TASK STATEMENT ▸ Output a verbatim copy of the data, cut off after the line that contains "pub const DEFAULT_SCALAR_COLUMN: &str".

EXTRACTED DATA ▸
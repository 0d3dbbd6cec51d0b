//! Row-to-event assembly
//!
//! One strategy per query mode:
//! - **SingleRow**: every column of the first row becomes a field
//! - **TwoColumns**: each row is a `(name, value)` pair in one shared event
//! - **MultipleRows**: each row becomes its own event, no delta tracking
//! - **ScalarExtract**: one configured column of the first row, as an integer
//!
//! Columns whose name ends with the delta marker are routed through the
//! `DeltaTracker` in the modes where `QueryMode::tracks_deltas` holds.

use chrono::{DateTime, Utc};
use std::borrow::Cow;
use tracing::{debug, warn};

use crate::delta::DeltaTracker;
use crate::dispatcher::QueryMode;
use crate::infer::{infer, parse_integer};
use crate::types::{ColumnValue, Event};

/// Default suffix marking counter columns
pub const DEFAULT_DELTA_MARKER: &str = "__DELTA";

/// Default column extracted by the scalar strategy
pub const DEFAULT_SCALAR_COLUMN: &str = "Seconds_Behind_Master";

/// Per-row state the assembler needs besides the row itself
pub struct RowContext<'t> {
    /// Delta registry shared by every query of the process
    pub tracker: &'t mut DeltaTracker,
    /// Observation time for delta computations
    pub observed_at: DateTime<Utc>,
    /// Position of the query in the configured list
    pub query_index: usize,
}

/// Turns result rows into event fields
#[derive(Debug, Clone)]
pub struct RowAssembler {
    delta_marker: String,
    scalar_column: String,
    namespace_by_query: bool,
}

impl Default for RowAssembler {
    fn default() -> Self {
        Self::new(DEFAULT_DELTA_MARKER, DEFAULT_SCALAR_COLUMN)
    }
}

impl RowAssembler {
    /// Create an assembler
    pub fn new(delta_marker: impl Into<String>, scalar_column: impl Into<String>) -> Self {
        Self {
            delta_marker: delta_marker.into(),
            scalar_column: scalar_column.into(),
            namespace_by_query: false,
        }
    }

    /// Keep a separate delta baseline per query instead of per column name
    pub fn with_namespace_by_query(mut self, enabled: bool) -> Self {
        self.namespace_by_query = enabled;
        self
    }

    /// Suffix marking counter columns
    pub fn delta_marker(&self) -> &str {
        &self.delta_marker
    }

    /// Column extracted by the scalar strategy
    pub fn scalar_column(&self) -> &str {
        &self.scalar_column
    }

    /// Whether a field name carries the delta marker
    #[inline]
    pub fn is_delta(&self, name: &str) -> bool {
        name.ends_with(&self.delta_marker)
    }

    /// Registry key for a delta field
    pub fn delta_key<'n>(&self, query_index: usize, name: &'n str) -> Cow<'n, str> {
        if self.namespace_by_query {
            Cow::Owned(format!("q{}/{}", query_index, name))
        } else {
            Cow::Borrowed(name)
        }
    }

    /// Feed one row into `event` according to `mode`
    ///
    /// SingleRow and TwoColumns rows accumulate into a shared event; the
    /// caller hands each MultipleRows row a fresh event of its own.
    pub fn assemble(
        &self,
        mode: QueryMode,
        columns: &[String],
        row: &[String],
        event: &mut Event,
        ctx: &mut RowContext<'_>,
    ) {
        match mode {
            QueryMode::SingleRow | QueryMode::MultipleRows => {
                self.columns_row(mode, columns, row, event, ctx)
            }
            QueryMode::TwoColumns => {
                self.pair(mode, row, event, ctx);
            }
            QueryMode::ScalarExtract => self.scalar(columns, row, event),
        }
    }

    /// Every column of the row becomes a field
    fn columns_row(
        &self,
        mode: QueryMode,
        columns: &[String],
        row: &[String],
        event: &mut Event,
        ctx: &mut RowContext<'_>,
    ) {
        if columns.len() != row.len() {
            debug!(
                columns = columns.len(),
                cells = row.len(),
                "row width differs from column count"
            );
        }
        for (name, raw) in columns.iter().zip(row) {
            self.put_field(mode, event, name, raw, ctx);
        }
    }

    /// First cell names the field, second cell is its value
    ///
    /// Returns `false` when the row has fewer than two cells.
    fn pair(
        &self,
        mode: QueryMode,
        row: &[String],
        event: &mut Event,
        ctx: &mut RowContext<'_>,
    ) -> bool {
        let [name, raw, ..] = row else {
            warn!(
                query = ctx.query_index,
                cells = row.len(),
                "two-columns row needs a name and a value, skipping"
            );
            return false;
        };
        self.put_field(mode, event, name, raw, ctx);
        true
    }

    /// Only the configured column, parsed as an integer
    fn scalar(&self, columns: &[String], row: &[String], event: &mut Event) {
        let Some(idx) = columns.iter().position(|c| *c == self.scalar_column) else {
            debug!(column = %self.scalar_column, "scalar column not in result");
            return;
        };
        match row.get(idx).and_then(|raw| parse_integer(raw)) {
            Some(n) => event.insert(self.scalar_column.as_str(), ColumnValue::Integer(n)),
            None => debug!(column = %self.scalar_column, "scalar column not an integer, omitted"),
        }
    }

    fn put_field(
        &self,
        mode: QueryMode,
        event: &mut Event,
        name: &str,
        raw: &str,
        ctx: &mut RowContext<'_>,
    ) {
        let value = infer(raw);
        if !mode.tracks_deltas() || !self.is_delta(name) {
            event.insert(name, value);
            return;
        }

        let key = self.delta_key(ctx.query_index, name);
        if let Some(rate) = ctx.tracker.observe(&key, value, ctx.observed_at) {
            event.insert(name, rate);
        }
    }
}
//! Rate tracking for counter columns
//!
//! A `DeltaTracker` remembers the last value and observation time of every
//! delta key it has seen, and turns each new observation into a per-second
//! rate. It is an owned registry: whoever drives the poll loop holds it and
//! threads it through every cycle.
//!
//! Rules:
//! - First numeric observation of a key seeds the baseline and yields nothing
//! - Integer rates are rounded half-up, float rates are reported raw
//! - A value that did not grow (counter reset or idle) yields zero
//! - A string value is passed through unchanged and never touches a baseline
//! - A type change against the baseline yields nothing and keeps the baseline
//! - A non-positive elapsed time yields nothing and refreshes the baseline

use chrono::{DateTime, Utc};
use std::collections::HashMap;
use tracing::{debug, trace};

use crate::types::ColumnValue;

/// Last observation of a delta key
#[derive(Debug, Clone, PartialEq)]
pub struct Baseline {
    /// Last observed value
    pub value: ColumnValue,
    /// When it was observed
    pub observed_at: DateTime<Utc>,
}

/// Registry of delta baselines keyed by column identity
#[derive(Debug, Default)]
pub struct DeltaTracker {
    baselines: HashMap<String, Baseline>,
}

impl DeltaTracker {
    /// Create an empty registry
    pub fn new() -> Self {
        Self::default()
    }

    /// Record an observation and compute the rate since the previous one
    pub fn observe(
        &mut self,
        key: &str,
        value: ColumnValue,
        at: DateTime<Utc>,
    ) -> Option<ColumnValue> {
        if let ColumnValue::String(_) = value {
            return Some(value);
        }

        let Some(baseline) = self.baselines.get_mut(key) else {
            trace!(key, "seeding delta baseline");
            self.baselines.insert(
                key.to_owned(),
                Baseline {
                    value,
                    observed_at: at,
                },
            );
            return None;
        };

        if !baseline.value.same_type(&value) {
            debug!(
                key,
                baseline = baseline.value.type_name(),
                observed = value.type_name(),
                "delta type mismatch, skipping"
            );
            return None;
        }

        let elapsed = elapsed_seconds(baseline.observed_at, at);
        let rate = if elapsed > 0.0 {
            rate(&baseline.value, &value, elapsed)
        } else {
            debug!(key, elapsed, "non-positive elapsed time, no rate");
            None
        };

        *baseline = Baseline {
            value,
            observed_at: at,
        };
        rate
    }

    /// Get the baseline for a key
    pub fn baseline(&self, key: &str) -> Option<&Baseline> {
        self.baselines.get(key)
    }

    /// Number of tracked keys
    pub fn len(&self) -> usize {
        self.baselines.len()
    }

    /// Whether no key has been observed yet
    pub fn is_empty(&self) -> bool {
        self.baselines.is_empty()
    }

    /// Forget every baseline
    pub fn reset(&mut self) {
        self.baselines.clear();
    }
}

/// Per-second rate between two values of the same numeric type
fn rate(old: &ColumnValue, new: &ColumnValue, elapsed: f64) -> Option<ColumnValue> {
    match (old, new) {
        (ColumnValue::Integer(old), ColumnValue::Integer(new)) => {
            if new > old {
                let grown = new.abs_diff(*old) as f64;
                Some(ColumnValue::Integer(round_half_up(grown / elapsed)))
            } else {
                Some(ColumnValue::Integer(0))
            }
        }
        (ColumnValue::Float(old), ColumnValue::Float(new)) => {
            if new > old {
                Some(ColumnValue::Float((new - old) / elapsed))
            } else {
                Some(ColumnValue::Float(0.0))
            }
        }
        _ => None,
    }
}

/// Round to the nearest integer, ties toward positive infinity
///
/// ```
/// use rivven_sqlbeat::delta::round_half_up;
///
/// assert_eq!(round_half_up(2.5), 3);
/// assert_eq!(round_half_up(2.4999), 2);
/// ```
pub fn round_half_up(x: f64) -> i64 {
    let floor = x.floor();
    if x - floor >= 0.5 {
        x.ceil() as i64
    } else {
        floor as i64
    }
}

/// Seconds from `from` to `to` as a float (negative if `to` is earlier)
fn elapsed_seconds(from: DateTime<Utc>, to: DateTime<Utc>) -> f64 {
    let delta = to - from;
    match delta.num_nanoseconds() {
        Some(ns) => ns as f64 / 1e9,
        None => delta.num_milliseconds() as f64 / 1e3,
    }
}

RESPONSE BOX ▸
repository 0d3dbbd6cec51d0b
//! Row-to-event assembly
//!
//! One strategy per query mode:
//! - **SingleRow**: every column of the first row becomes a field
//! - **TwoColumns**: each row is a `(name, value)` pair in one shared event
//! - **MultipleRows**: each row becomes its own event, no delta tracking
//! - **ScalarExtract**: one configured column of the first row, as an integer
//!
//! Columns whose name ends with the delta marker are routed through the
//! `DeltaTracker` in the modes where `QueryMode::tracks_deltas` holds.

use chrono::{DateTime, Utc};
use std::borrow::Cow;
use tracing::{debug, warn};

use crate::delta::DeltaTracker;
use crate::dispatcher::QueryMode;
use crate::infer::{infer, parse_integer};
use crate::types::{ColumnValue, Event};

/// Default suffix marking counter columns
pub const DEFAULT_DELTA_MARKER: &str = "__DELTA";

/// Default column extracted by the scalar strategy
pub const DEFAULT_SCALAR_COLUMN: &str = "Seconds_Behind_Master";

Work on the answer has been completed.